- Provided records -
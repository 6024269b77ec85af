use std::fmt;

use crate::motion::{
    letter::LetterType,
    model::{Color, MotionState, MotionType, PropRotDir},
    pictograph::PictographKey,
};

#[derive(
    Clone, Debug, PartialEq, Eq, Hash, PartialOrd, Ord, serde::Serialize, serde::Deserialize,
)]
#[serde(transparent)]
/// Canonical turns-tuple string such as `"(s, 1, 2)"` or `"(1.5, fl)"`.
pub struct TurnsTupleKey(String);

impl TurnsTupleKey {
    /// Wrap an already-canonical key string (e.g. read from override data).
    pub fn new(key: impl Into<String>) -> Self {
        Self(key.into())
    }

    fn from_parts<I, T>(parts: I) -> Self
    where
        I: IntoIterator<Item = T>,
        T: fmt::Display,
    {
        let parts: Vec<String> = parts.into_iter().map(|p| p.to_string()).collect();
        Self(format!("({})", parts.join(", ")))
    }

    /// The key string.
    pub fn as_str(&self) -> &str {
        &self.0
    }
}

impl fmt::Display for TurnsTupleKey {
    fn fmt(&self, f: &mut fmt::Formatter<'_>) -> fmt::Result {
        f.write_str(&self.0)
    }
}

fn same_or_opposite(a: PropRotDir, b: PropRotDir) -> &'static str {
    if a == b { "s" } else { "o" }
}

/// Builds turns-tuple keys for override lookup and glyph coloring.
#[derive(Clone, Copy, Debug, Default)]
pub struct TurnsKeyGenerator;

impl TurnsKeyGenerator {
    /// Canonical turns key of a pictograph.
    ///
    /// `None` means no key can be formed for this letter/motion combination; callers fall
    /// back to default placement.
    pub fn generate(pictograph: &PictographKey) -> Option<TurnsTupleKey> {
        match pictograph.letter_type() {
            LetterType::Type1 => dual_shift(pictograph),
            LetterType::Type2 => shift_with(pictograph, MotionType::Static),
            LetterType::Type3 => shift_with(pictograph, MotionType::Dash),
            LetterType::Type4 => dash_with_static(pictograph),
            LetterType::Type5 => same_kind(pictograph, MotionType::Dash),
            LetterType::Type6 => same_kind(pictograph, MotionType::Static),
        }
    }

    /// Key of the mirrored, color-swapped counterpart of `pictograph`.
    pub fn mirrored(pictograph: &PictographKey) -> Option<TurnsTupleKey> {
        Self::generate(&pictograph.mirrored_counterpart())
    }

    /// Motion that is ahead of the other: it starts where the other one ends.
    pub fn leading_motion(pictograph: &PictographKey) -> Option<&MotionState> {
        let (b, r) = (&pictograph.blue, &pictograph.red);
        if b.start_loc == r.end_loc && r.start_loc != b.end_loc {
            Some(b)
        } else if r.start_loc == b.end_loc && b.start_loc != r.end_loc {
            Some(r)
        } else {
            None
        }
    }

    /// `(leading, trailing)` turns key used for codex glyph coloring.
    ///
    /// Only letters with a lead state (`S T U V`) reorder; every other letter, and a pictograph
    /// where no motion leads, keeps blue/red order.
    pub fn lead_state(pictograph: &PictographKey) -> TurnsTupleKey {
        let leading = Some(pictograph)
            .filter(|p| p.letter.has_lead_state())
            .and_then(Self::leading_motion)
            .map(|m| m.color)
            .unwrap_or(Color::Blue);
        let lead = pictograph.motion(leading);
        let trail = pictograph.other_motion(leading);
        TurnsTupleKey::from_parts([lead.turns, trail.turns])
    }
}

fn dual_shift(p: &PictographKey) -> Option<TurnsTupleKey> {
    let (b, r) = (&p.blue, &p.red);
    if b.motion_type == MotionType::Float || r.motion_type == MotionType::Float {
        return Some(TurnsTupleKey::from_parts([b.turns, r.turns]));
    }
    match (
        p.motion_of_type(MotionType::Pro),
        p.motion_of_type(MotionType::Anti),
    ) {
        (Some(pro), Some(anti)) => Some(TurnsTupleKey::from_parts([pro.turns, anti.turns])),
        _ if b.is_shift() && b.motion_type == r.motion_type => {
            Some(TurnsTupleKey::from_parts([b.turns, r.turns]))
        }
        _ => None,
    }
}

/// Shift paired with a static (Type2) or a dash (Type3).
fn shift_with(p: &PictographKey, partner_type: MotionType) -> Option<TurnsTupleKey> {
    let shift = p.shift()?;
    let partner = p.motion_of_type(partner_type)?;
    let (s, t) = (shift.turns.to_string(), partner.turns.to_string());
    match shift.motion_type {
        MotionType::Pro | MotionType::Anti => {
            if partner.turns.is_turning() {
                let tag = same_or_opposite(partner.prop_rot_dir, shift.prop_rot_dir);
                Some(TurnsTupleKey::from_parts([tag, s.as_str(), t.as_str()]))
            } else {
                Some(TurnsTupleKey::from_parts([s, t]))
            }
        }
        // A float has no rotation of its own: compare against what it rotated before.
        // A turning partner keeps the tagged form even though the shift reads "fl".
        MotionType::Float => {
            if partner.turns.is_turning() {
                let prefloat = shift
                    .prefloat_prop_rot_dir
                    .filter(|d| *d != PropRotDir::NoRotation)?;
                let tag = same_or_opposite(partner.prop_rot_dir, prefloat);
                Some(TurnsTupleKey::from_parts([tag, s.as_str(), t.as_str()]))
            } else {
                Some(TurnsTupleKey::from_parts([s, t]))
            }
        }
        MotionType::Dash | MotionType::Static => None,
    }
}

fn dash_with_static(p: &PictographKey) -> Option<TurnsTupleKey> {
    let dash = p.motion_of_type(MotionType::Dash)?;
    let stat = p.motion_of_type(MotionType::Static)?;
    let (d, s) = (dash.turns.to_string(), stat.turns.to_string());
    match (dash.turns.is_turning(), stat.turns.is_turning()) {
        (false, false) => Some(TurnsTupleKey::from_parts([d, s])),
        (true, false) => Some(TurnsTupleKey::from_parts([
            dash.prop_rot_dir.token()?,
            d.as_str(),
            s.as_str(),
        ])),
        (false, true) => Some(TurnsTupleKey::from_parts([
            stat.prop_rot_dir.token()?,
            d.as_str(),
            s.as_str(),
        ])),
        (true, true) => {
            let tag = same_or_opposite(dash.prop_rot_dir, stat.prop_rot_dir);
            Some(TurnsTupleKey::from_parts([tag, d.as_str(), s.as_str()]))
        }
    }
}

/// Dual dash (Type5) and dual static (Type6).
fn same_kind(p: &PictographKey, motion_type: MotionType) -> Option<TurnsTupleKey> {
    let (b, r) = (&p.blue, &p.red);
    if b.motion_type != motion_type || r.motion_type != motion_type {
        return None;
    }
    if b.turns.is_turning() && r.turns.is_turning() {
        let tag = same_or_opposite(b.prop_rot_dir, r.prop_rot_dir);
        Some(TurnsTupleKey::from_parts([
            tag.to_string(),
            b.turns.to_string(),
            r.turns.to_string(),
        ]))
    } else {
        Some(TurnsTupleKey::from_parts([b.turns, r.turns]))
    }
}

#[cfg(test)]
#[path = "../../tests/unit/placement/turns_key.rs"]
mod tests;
* * *
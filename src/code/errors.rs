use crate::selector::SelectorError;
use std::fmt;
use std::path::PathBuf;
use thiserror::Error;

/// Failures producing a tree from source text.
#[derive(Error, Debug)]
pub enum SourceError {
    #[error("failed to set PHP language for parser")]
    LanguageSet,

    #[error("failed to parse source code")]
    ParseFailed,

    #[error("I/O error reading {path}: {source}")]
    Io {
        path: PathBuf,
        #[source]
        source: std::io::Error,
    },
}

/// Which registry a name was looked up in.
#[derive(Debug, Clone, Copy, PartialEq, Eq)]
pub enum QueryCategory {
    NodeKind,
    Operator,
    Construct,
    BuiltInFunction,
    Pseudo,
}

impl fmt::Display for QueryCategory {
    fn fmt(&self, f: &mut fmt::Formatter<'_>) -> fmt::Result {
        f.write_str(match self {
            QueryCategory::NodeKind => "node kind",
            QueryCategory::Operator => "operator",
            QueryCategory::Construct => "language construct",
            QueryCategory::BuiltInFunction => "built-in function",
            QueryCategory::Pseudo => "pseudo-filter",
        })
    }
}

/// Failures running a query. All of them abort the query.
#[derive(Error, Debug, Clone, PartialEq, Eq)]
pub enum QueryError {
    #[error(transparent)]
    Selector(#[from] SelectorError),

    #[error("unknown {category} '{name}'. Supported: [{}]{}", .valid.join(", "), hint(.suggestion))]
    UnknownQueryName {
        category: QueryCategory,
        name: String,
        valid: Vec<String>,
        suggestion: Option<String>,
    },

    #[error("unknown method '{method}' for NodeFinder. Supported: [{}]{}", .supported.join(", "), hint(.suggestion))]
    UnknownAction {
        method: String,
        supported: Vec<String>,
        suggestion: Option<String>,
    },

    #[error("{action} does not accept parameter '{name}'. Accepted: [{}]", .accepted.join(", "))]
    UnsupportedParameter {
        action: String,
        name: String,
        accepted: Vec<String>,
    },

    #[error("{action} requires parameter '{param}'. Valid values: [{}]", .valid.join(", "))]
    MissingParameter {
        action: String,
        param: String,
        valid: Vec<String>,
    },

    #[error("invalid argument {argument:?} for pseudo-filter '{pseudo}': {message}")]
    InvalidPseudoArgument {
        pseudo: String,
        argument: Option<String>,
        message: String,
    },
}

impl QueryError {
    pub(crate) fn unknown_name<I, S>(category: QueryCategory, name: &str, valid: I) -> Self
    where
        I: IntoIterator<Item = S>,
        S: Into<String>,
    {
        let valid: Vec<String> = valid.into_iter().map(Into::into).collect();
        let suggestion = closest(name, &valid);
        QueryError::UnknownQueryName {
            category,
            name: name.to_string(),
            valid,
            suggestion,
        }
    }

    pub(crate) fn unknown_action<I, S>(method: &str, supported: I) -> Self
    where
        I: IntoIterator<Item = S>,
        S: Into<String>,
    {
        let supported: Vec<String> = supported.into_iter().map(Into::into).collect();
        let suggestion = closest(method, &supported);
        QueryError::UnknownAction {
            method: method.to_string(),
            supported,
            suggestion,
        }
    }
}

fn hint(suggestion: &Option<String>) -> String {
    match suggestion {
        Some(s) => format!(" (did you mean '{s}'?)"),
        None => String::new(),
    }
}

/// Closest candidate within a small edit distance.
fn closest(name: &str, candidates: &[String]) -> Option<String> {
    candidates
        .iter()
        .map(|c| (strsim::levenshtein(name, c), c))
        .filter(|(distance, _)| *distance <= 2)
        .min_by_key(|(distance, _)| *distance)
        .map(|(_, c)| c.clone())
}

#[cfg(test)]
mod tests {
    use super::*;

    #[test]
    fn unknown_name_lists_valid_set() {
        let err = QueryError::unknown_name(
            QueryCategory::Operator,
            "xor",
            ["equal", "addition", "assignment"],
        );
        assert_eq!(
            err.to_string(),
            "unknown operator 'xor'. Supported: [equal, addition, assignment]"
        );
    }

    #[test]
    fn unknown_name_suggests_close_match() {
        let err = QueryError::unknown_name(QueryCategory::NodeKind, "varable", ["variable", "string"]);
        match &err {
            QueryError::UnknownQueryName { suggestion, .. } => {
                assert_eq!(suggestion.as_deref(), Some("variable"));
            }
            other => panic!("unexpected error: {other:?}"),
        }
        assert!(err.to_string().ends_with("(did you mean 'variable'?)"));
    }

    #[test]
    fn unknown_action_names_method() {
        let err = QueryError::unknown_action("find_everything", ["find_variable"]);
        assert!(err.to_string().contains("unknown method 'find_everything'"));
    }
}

- What needs to be done -
A single number is expected: how many lines in the material above contain the word "PartialEq".

- Response to this task -
3